Project Euler Problem 71 Solution: Ordered Fractions

Project Euler Problem 71 Statement

Consider the fraction, $\dfrac n d$, where $n$ and $d$ are positive integers. If $n \lt d$ and $\operatorname{HCF}(n,d)=1$, it is called a reduced proper fraction.

If we list the set of reduced proper fractions for $d \le 8$ in ascending order of size, we get: $$\frac 1 8, \frac 1 7, \frac 1 6, \frac 1 5, \frac 1 4, \frac 2 7, \frac 1 3, \frac 3 8, \mathbf{\frac 2 5}, \frac 3 7, \frac 1 2, \frac 4 7, \frac 3 5, \frac 5 8, \frac 2 3, \frac 5 7, \frac 3 4, \frac 4 5, \frac 5 6, \frac 6 7, \frac 7 8$$

It can be seen that $\dfrac 2 5$ is the fraction immediately to the left of $\dfrac 3 7$.

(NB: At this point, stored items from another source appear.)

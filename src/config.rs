use anyhow::{Context, Result};
use serde::{Deserialize, Serialize};
use std::path::{Path, PathBuf};

#[derive(Debug, Clone, Serialize, Deserialize)]
pub struct Config {
    #[serde(default = "default_db_path")]
    pub db_path: PathBuf,

    #[serde(default)]
    pub search: SearchConfig,

    #[serde(default)]
    pub index: IndexConfig,
}

/// Request bounds applied by the query validator.
#[derive(Debug, Clone, Serialize, Deserialize)]
pub struct SearchConfig {
    /// Page size used when a request omits `page.limit` or sends 0.
    #[serde(default = "default_limit")]
    pub default_limit: usize,

    /// Larger page limits are capped to this value.
    #[serde(default = "default_max_limit")]
    pub max_limit: usize,

    /// Maximum distinct values in any set-valued filter.
    #[serde(default = "default_max_filter_values")]
    pub max_filter_values: usize,

    /// Documents scored between cancellation checks.
    #[serde(default = "default_scan_batch_size")]
    pub scan_batch_size: usize,
}

fn default_limit() -> usize {
    50
}

fn default_max_limit() -> usize {
    1000
}

fn default_max_filter_values() -> usize {
    100
}

fn default_scan_batch_size() -> usize {
    4096
}

impl Default for SearchConfig {
    fn default() -> Self {
        Self {
            default_limit: default_limit(),
            max_limit: default_max_limit(),
            max_filter_values: default_max_filter_values(),
            scan_batch_size: default_scan_batch_size(),
        }
    }
}

#[derive(Debug, Clone, Serialize, Deserialize)]
pub struct IndexConfig {
    /// Embedding dimension; vectors of any other length are not indexed.
    #[serde(default = "default_embedding_dim")]
    pub embedding_dim: usize,

    /// Only load embeddings produced by this model, if set.
    #[serde(default)]
    pub embedding_model: Option<String>,

    #[serde(default = "default_near_duplicate_threshold")]
    pub near_duplicate_threshold: u32,
}

fn default_embedding_dim() -> usize {
    128
}

fn default_near_duplicate_threshold() -> u32 {
    50 // Hamming distance threshold for perceptual hash similarity (~20% of 256 bits)
}

impl Default for IndexConfig {
    fn default() -> Self {
        Self {
            embedding_dim: default_embedding_dim(),
            embedding_model: None,
            near_duplicate_threshold: default_near_duplicate_threshold(),
        }
    }
}

fn default_db_path() -> PathBuf {
    dirs::data_dir()
        .unwrap_or_else(|| PathBuf::from("."))
        .join("clepho")
        .join("clepho.db")
}

impl Default for Config {
    fn default() -> Self {
        Self {
            db_path: default_db_path(),
            search: SearchConfig::default(),
            index: IndexConfig::default(),
        }
    }
}

impl Config {
    /// Load from `CLEPHO_SEARCH_CONFIG` or the default location, writing a
    /// default config file when none exists yet.
    pub fn load() -> Result<Self> {
        let config_path = Self::config_path();

        if config_path.exists() {
            Self::load_from(&config_path)
        } else {
            let config = Config::default();
            config.save()?;
            Ok(config)
        }
    }

    pub fn load_from(path: &Path) -> Result<Self> {
        let content = std::fs::read_to_string(path)
            .with_context(|| format!("reading config {}", path.display()))?;
        let config: Config = toml::from_str(&content)
            .with_context(|| format!("parsing config {}", path.display()))?;
        Ok(config)
    }

    pub fn save(&self) -> Result<()> {
        let config_path = Self::config_path();

        if let Some(parent) = config_path.parent() {
            std::fs::create_dir_all(parent)?;
        }

        let content = toml::to_string_pretty(self)?;
        std::fs::write(&config_path, content)?;

        Ok(())
    }

    pub fn config_dir() -> PathBuf {
        dirs::config_dir()
            .unwrap_or_else(|| PathBuf::from("."))
            .join("clepho")
    }

    fn config_path() -> PathBuf {
        if let Ok(path) = std::env::var("CLEPHO_SEARCH_CONFIG") {
            return PathBuf::from(path);
        }
        Self::config_dir().join("search.toml")
    }
}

By listing the set of reduced proper fractions for $d \le 1\,000\,000$ in ascending order of size, find the numerator of the fraction immediately to the left of $\dfrac 3 7$.

Solution

Rephrasing the problem

Project Euler Problem 71 involves finding fractions between 0 and 1 that are closest to a given fraction $ \frac{a}{b} $ with denominators up to $ n $. The goal is to identify the fraction $ \frac{c}{d} $ such that:

$ \frac{c}{d} < \frac{a}{b} $
$ d \leq n $
The difference $ \frac{a}{b} - \frac{c}{d} $ is minimized.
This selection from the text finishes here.